From Utility to Responsibility: Immigration as a Legal Relationship

Welcome to a new episode of the podcast Integration or ReImmigration.
I am Attorney Fabio Loscerbo.

If the economic paradigm has failed, the reason is not difficult to identify. It treated immigration as a question of usefulness, not of responsibility. It asked what migrants could provide to the market, but avoided asking what legal relationship was being established between the individual and the State. As a result, permanence slowly transformed from a conditional status into an assumed entitlement.

To move beyond this failure, it is necessary to restore a basic legal truth: immigration is not a social phenomenon to be tolerated, nor an economic function to be optimized. It is a legal relationship. And like every legal relationship, it is structured around rights, obligations, conditions, and consequences.

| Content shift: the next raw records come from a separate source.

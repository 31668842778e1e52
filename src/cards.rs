//! The 108-card deck: pure arithmetic over card ids 0..=107.
//!
//! Each color owns a group of 25 ids: one 0, two each of 1-9, two Skips, two
//! Reverses, two Draw-Twos. Ids 100-103 are Wilds, 104-107 Wild-Draw-Fours.

use std::fmt;

use serde::{Deserialize, Serialize};

/// Number of cards in a fresh deck.
pub const DECK_SIZE: usize = 108;

#[derive(Clone, Copy, Debug, PartialEq, Eq, PartialOrd, Ord, Hash, Serialize, Deserialize)]
#[serde(rename_all = "snake_case")]
pub enum CardColor {
    Red,
    Yellow,
    Green,
    Blue,
}

impl CardColor {
    pub const ALL: [CardColor; 4] = [
        CardColor::Red,
        CardColor::Yellow,
        CardColor::Green,
        CardColor::Blue,
    ];

    pub fn from_index(index: u8) -> Option<CardColor> {
        Self::ALL.get(index as usize).copied()
    }

    pub fn index(self) -> u8 {
        match self {
            CardColor::Red => 0,
            CardColor::Yellow => 1,
            CardColor::Green => 2,
            CardColor::Blue => 3,
        }
    }
}

impl fmt::Display for CardColor {
    fn fmt(&self, f: &mut fmt::Formatter<'_>) -> fmt::Result {
        let name = match self {
            CardColor::Red => "Red",
            CardColor::Yellow => "Yellow",
            CardColor::Green => "Green",
            CardColor::Blue => "Blue",
        };
        f.write_str(name)
    }
}

#[derive(Clone, Copy, Debug, PartialEq, Eq)]
pub enum CardValue {
    /// 0-9 face value.
    Digit(u8),
    Skip,
    Reverse,
    DrawTwo,
    Wild,
    WildDrawFour,
}

impl fmt::Display for CardValue {
    fn fmt(&self, f: &mut fmt::Formatter<'_>) -> fmt::Result {
        match self {
            CardValue::Digit(d) => write!(f, "{d}"),
            CardValue::Skip => f.write_str("Skip"),
            CardValue::Reverse => f.write_str("Reverse"),
            CardValue::DrawTwo => f.write_str("DrawTwo"),
            CardValue::Wild => f.write_str("Wild"),
            CardValue::WildDrawFour => f.write_str("WildDrawFour"),
        }
    }
}

#[derive(Clone, Copy, PartialEq, Eq, PartialOrd, Ord, Hash, Serialize, Deserialize)]
#[serde(transparent)]
pub struct Card(u8);

impl Card {
    pub fn new(id: u8) -> Option<Card> {
        if (id as usize) < DECK_SIZE {
            Some(Card(id))
        } else {
            None
        }
    }

    pub fn id(self) -> u8 {
        self.0
    }

    /// Wild cards have no inherent color.
    pub fn color(self) -> Option<CardColor> {
        if self.0 >= 100 {
            None
        } else {
            CardColor::from_index(self.0 / 25)
        }
    }

    pub fn value(self) -> CardValue {
        if self.0 >= 104 {
            return CardValue::WildDrawFour;
        }
        if self.0 >= 100 {
            return CardValue::Wild;
        }
        match self.0 % 25 {
            23..=24 => CardValue::DrawTwo,
            21..=22 => CardValue::Reverse,
            19..=20 => CardValue::Skip,
            v @ 10..=18 => CardValue::Digit(v - 9),
            v => CardValue::Digit(v),
        }
    }

    pub fn is_wild(self) -> bool {
        matches!(self.value(), CardValue::Wild | CardValue::WildDrawFour)
    }

    /// Whether this card may be discarded onto `top`. `last_wild_color` is the
    /// color declared for the top card and is only meaningful when the top
    /// card is wild.
    pub fn can_play_on(self, top: Card, last_wild_color: Option<CardColor>) -> bool {
        if self.is_wild() {
            return true;
        }
        if self.value() == top.value() {
            return true;
        }
        if self.color().is_some() && self.color() == top.color() {
            return true;
        }
        top.is_wild() && last_wild_color.is_some() && last_wild_color == self.color()
    }

    pub fn score(self) -> u32 {
        match self.value() {
            CardValue::Wild | CardValue::WildDrawFour => 50,
            CardValue::Skip | CardValue::Reverse | CardValue::DrawTwo => 20,
            CardValue::Digit(d) => u32::from(d),
        }
    }
}

impl fmt::Display for Card {
    fn fmt(&self, f: &mut fmt::Formatter<'_>) -> fmt::Result {
        match self.color() {
            Some(color) => write!(f, "{}-{}", color, self.value()),
            None => write!(f, "{}", self.value()),
        }
    }
}

impl fmt::Debug for Card {
    fn fmt(&self, f: &mut fmt::Formatter<'_>) -> fmt::Result {
        write!(f, "Card({}: {})", self.0, self)
    }
}

/// All 108 cards in id order.
pub fn full_deck() -> Vec<Card> {
    (0..DECK_SIZE as u8).map(Card).collect()
}

#[cfg(test)]
mod tests {
    use super::*;

    #[test]
    fn value_distribution_per_color() {
        for color in CardColor::ALL {
            let group: Vec<Card> = full_deck()
                .into_iter()
                .filter(|c| c.color() == Some(color))
                .collect();
            assert_eq!(group.len(), 25);
            let digit_count = |d: u8| {
                group
                    .iter()
                    .filter(|c| c.value() == CardValue::Digit(d))
                    .count()
            };
            assert_eq!(digit_count(0), 1);
            for d in 1..=9 {
                assert_eq!(digit_count(d), 2, "digit {d} of {color}");
            }
            for value in [CardValue::Skip, CardValue::Reverse, CardValue::DrawTwo] {
                assert_eq!(group.iter().filter(|c| c.value() == value).count(), 2);
            }
        }
        let wilds: Vec<Card> = full_deck().into_iter().filter(|c| c.is_wild()).collect();
        assert_eq!(wilds.len(), 8);
    }

    #[test]
    fn playable_card_matches() {
        // Top discard is Red-5; value match, color match, and wild all play.
        let top = Card::new(5).unwrap();
        assert!(Card::new(30).unwrap().can_play_on(top, None)); // Yellow-5
        assert!(Card::new(7).unwrap().can_play_on(top, None)); // Red-7
        assert!(Card::new(100).unwrap().can_play_on(top, None)); // Wild
        assert!(!Card::new(31).unwrap().can_play_on(top, None)); // Yellow-6
    }

    #[test]
    fn wild_color_discipline() {
        let top = Card::new(100).unwrap();
        let blue = Some(CardColor::Blue);
        assert!(Card::new(75).unwrap().can_play_on(top, blue)); // Blue-0
        assert!(!Card::new(50).unwrap().can_play_on(top, blue)); // Green-0
    }

    #[test]
    fn scores() {
        assert_eq!(Card::new(0).unwrap().score(), 0);
        assert_eq!(Card::new(14).unwrap().score(), 5); // Red-5 (second copy)
        assert_eq!(Card::new(19).unwrap().score(), 20); // Skip
        assert_eq!(Card::new(21).unwrap().score(), 20); // Reverse
        assert_eq!(Card::new(23).unwrap().score(), 20); // DrawTwo
        assert_eq!(Card::new(100).unwrap().score(), 50);
        assert_eq!(Card::new(107).unwrap().score(), 50);
    }

    #[test]
    fn wilds_have_no_color() {
        for id in 100..108 {
            assert!(Card::new(id).unwrap().color().is_none());
            assert!(Card::new(id).unwrap().is_wild());
        }
    }

    #[test]
    fn id_bounds() {
        assert!(Card::new(107).is_some());
        assert!(Card::new(108).is_none());
    }
}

Recognizing immigration as a legal relationship means reasserting the role of the State. The State is not a passive observer of demographic flows, nor a simple facilitator of labor mobility. It is the authority that decides who may enter, under what conditions that entry is authorized, and whether those conditions continue to exist over time. This power is not arbitrary. It is the essence of sovereignty exercised within the rule of law.

In recent decades, however, this function has been progressively diluted. By framing permanence as the natural continuation of entry, and integration as an automatic byproduct of time and work, the State has renounced its evaluative role. Legal status has been granted, renewed, and consolidated without a serious assessment of conduct, compliance, or actual integration. Responsibility has been replaced by inertia.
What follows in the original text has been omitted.